9.脳波スイッチ実験(ある患者家族のブログからの情報映像)
 MCTOS脳波スイッチ実験:右目と左目のそれぞれに違う周波数でLED点滅を行う。
 右を意識すると右の周波数の信号が、左を意識すると左の信号がMCTOSのセンサに強く現れる。
 脳が左か右かのどちらかに集中させて判定させるアイディアで二人の健常者は100%OK。
 患者テストでは80%OK。質問後、回答を得るまで数秒かかっている。
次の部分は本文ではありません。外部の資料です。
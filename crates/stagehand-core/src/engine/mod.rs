//! Playback engine contract
//!
//! The engine owns the playback clock, track selection and the renderers'
//! enabled status. It runs on its own context and reports back through
//! listener channels; it never blocks on a consumer.

#[cfg(feature = "sim")]
pub mod sim;

use crate::{
    error::{DrmReason, EngineResult},
    renderer::{Renderer, RendererId, RendererMessage},
    source::MediaSource,
    types::PlaybackState,
};
use async_trait::async_trait;
use serde::{Deserialize, Serialize};
use std::sync::Arc;
use tokio::sync::mpsc;

/// Channel end an engine reports to
pub type EventSink = mpsc::UnboundedSender<EngineEvent>;

/// Handle for removing a listener
#[derive(Debug, Clone, Copy, PartialEq, Eq, Hash)]
pub struct ListenerId(pub u64);

/// A message for one renderer, delivered on the engine context
#[derive(Debug, Clone, PartialEq)]
pub struct EngineMessage {
    pub target: RendererId,
    pub message: RendererMessage,
}

impl EngineMessage {
    pub fn new(target: RendererId, message: RendererMessage) -> Self {
        Self { target, message }
    }

    /// The same message addressed to each target
    pub fn broadcast(targets: &[RendererId], message: RendererMessage) -> Vec<Self> {
        targets
            .iter()
            .map(|target| Self::new(*target, message.clone()))
            .collect()
    }
}

/// Engine failure classification
#[derive(Debug, Clone, Copy, PartialEq, Eq, Serialize, Deserialize)]
#[serde(rename_all = "snake_case")]
pub enum FailureKind {
    /// Loading or parsing the media source failed
    Source,
    /// A renderer failed
    Renderer,
    /// DRM session failure
    Drm(DrmReason),
    /// Anything else
    Unexpected,
}

/// Failure reported by the engine
#[derive(Debug, Clone, PartialEq, Eq, Serialize, Deserialize)]
pub struct EngineFailure {
    pub kind: FailureKind,
    pub message: String,
}

impl std::fmt::Display for EngineFailure {
    fn fmt(&self, f: &mut std::fmt::Formatter<'_>) -> std::fmt::Result {
        write!(f, "{:?}: {}", self.kind, self.message)
    }
}

/// Events raised by the engine
#[derive(Debug, Clone, PartialEq)]
pub enum EngineEvent {
    StateChanged {
        play_when_ready: bool,
        state: PlaybackState,
    },
    /// The most recently issued seek has been applied
    SeekProcessed,
    LoadingChanged(bool),
    Error {
        failure: EngineFailure,
        /// Playback stopped because of this failure
        fatal: bool,
    },
}

/// Engine driving a fixed list of renderers
#[async_trait]
pub trait PlaybackEngine: Send + Sync {
    /// Start loading a media source
    async fn prepare(&self, source: Box<dyn MediaSource>) -> EngineResult<()>;

    async fn set_play_when_ready(&self, play_when_ready: bool) -> EngineResult<()>;

    /// Issue a seek; completion is reported with `EngineEvent::SeekProcessed`
    async fn seek_to(&self, position_ms: i64) -> EngineResult<()>;

    async fn stop(&self) -> EngineResult<()>;

    /// Release renderers and the engine context; idempotent
    async fn release(&self);

    /// Queue messages; returns once they are accepted
    async fn send_messages(&self, messages: Vec<EngineMessage>) -> EngineResult<()>;

    /// Deliver messages and wait until every target renderer has handled them
    async fn blocking_send_messages(&self, messages: Vec<EngineMessage>) -> EngineResult<()>;

    fn add_listener(&self, sink: EventSink) -> ListenerId;

    fn remove_listener(&self, id: ListenerId);

    fn playback_state(&self) -> PlaybackState;

    fn play_when_ready(&self) -> bool;

    /// Current position; `None` while no timeline exists
    fn position_ms(&self) -> EngineResult<Option<i64>>;

    /// Media duration; `None` while unknown
    fn duration_ms(&self) -> EngineResult<Option<i64>>;

    fn buffered_percentage(&self) -> EngineResult<u8>;
}

/// Creates an engine around an ordered renderer list
pub trait EngineFactory: Send + Sync {
    fn create(&self, renderers: Vec<Box<dyn Renderer>>) -> EngineResult<Arc<dyn PlaybackEngine>>;
}

#[cfg(test)]
mod tests {
    use super::*;
    use crate::types::StreamRoute;

    #[test]
    fn test_broadcast_addresses_each_target() {
        let targets = [RendererId(1), RendererId(4)];
        let messages =
            EngineMessage::broadcast(&targets, RendererMessage::SetStreamRoute(StreamRoute::Music));
        assert_eq!(messages.len(), 2);
        assert_eq!(messages[0].target, RendererId(1));
        assert_eq!(messages[1].target, RendererId(4));
        assert!(EngineMessage::broadcast(&[], RendererMessage::SetVolume(1.0)).is_empty());
    }

    #[test]
    fn test_failure_display() {
        let failure = EngineFailure {
            kind: FailureKind::Drm(DrmReason::NotSupported),
            message: "no widevine".to_string(),
        };
        assert!(failure.to_string().contains("no widevine"));
    }
}
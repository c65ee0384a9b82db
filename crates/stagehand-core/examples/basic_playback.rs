//! Basic playback example
//!
//! Drives a session against the simulated engine: prepare, bind a surface,
//! scrub, hand the surface over and stop.
//!
//! Run with: cargo run -p stagehand-core --example basic_playback

use std::time::Duration;

use stagehand_core::engine::sim::{RecordingSurface, SimBackend, SimConfig};
use stagehand_core::{ExtensionMode, PlayerEvent, SessionBuilder, SessionConfig};

#[tokio::main]
async fn main() -> anyhow::Result<()> {
    println!("Stagehand Core - Basic Playback Example");
    println!("=======================================\n");

    let backend = SimBackend::new(SimConfig {
        duration_ms: 90_000,
        auto_complete_seeks: false,
        ..Default::default()
    });
    let config = SessionConfig {
        extension_mode: ExtensionMode::Prefer,
        ..Default::default()
    };
    let session = SessionBuilder::new(backend.registry(&["vp9", "opus"])?, backend.engine_factory())
        .config(config)
        .build()?;

    let mut events = session.subscribe();
    let printer = tokio::spawn(async move {
        while let Ok(record) = events.recv().await {
            match &record.event {
                PlayerEvent::StateChanged { from, to, .. } => {
                    println!("  [{:>3}] state {} -> {}", record.sequence, from, to)
                }
                PlayerEvent::RenderedFirstFrame { surface } => {
                    println!("  [{:>3}] first frame on {}", record.sequence, surface)
                }
                PlayerEvent::SeekProcessed { position_ms } => {
                    println!("  [{:>3}] seek processed at {} ms", record.sequence, position_ms)
                }
                other => println!("  [{:>3}] {}", record.sequence, serde_json::to_string(other).unwrap_or_default()),
            }
        }
    });

    let locator = "https://cdn.example.com/vod/big_buck_bunny.mp4";
    println!("1. Preparing {}", locator);
    session.prepare(locator).await?;
    let content = session.content().await;
    if let Some(content) = content {
        println!("   content type: {}", content.content_type);
    }
    for descriptor in session.renderers().await {
        println!("   renderer #{}: {}", descriptor.priority, descriptor.kind);
    }

    println!("\n2. Binding surface A");
    let (surface_a, recording_a) = RecordingSurface::create();
    session.set_surface(surface_a, true).await?;
    tokio::time::sleep(Duration::from_millis(20)).await;

    println!("\n3. Scrubbing (three seeks before the engine catches up)");
    for target in [10_000, 20_000, 30_000] {
        session.seek(target).await?;
    }
    let engine = backend.engine().ok_or_else(|| anyhow::anyhow!("no engine"))?;
    println!("   engine seeks so far: {:?}", engine.seeks());
    engine.complete_seek();
    tokio::time::sleep(Duration::from_millis(20)).await;
    engine.complete_seek();
    tokio::time::sleep(Duration::from_millis(20)).await;
    println!("   engine seeks after completion: {:?}", engine.seeks());

    println!("\n4. Handing over to surface B");
    let (surface_b, _recording_b) = RecordingSurface::create();
    session.set_surface(surface_b, true).await?;
    println!("   surface A releases: {}", recording_a.releases());

    println!("\n5. Stopping");
    session.stop().await?;
    tokio::time::sleep(Duration::from_millis(20)).await;
    println!("   state: {}", session.state().await);

    session.release().await?;
    drop(session);
    printer.abort();
    Ok(())
}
韓国での実験映像あり。

参考
1.特許
 名称:脳波スイッチの制御方法および装置【出願人】NTT、大阪大学

2.脳波の種類と周波数 →詳細
 デルタ波(δ波):0.4〜4 Hz … ノンレム睡眠
 シータ波(θ波):4〜7Hz … レム睡眠
 アルファ波(α波):7〜14 Hz … リラックス&集中
 ベータ1波(β1波):14〜20 Hz … イライラ・クヨクヨ
 ベータ2波(β2波):14〜32.5 Hz … 執着・怒り・哀しみ
 ガンマ波(γ波):32.5〜 Hz … うらみ・ねたみ・恐怖

 ・左半球側頭頂部導出のα波パワー値の増大が観察されている。
 ・脳波のβ波を検知・解析して”YES”、”No"を判断するのが主流。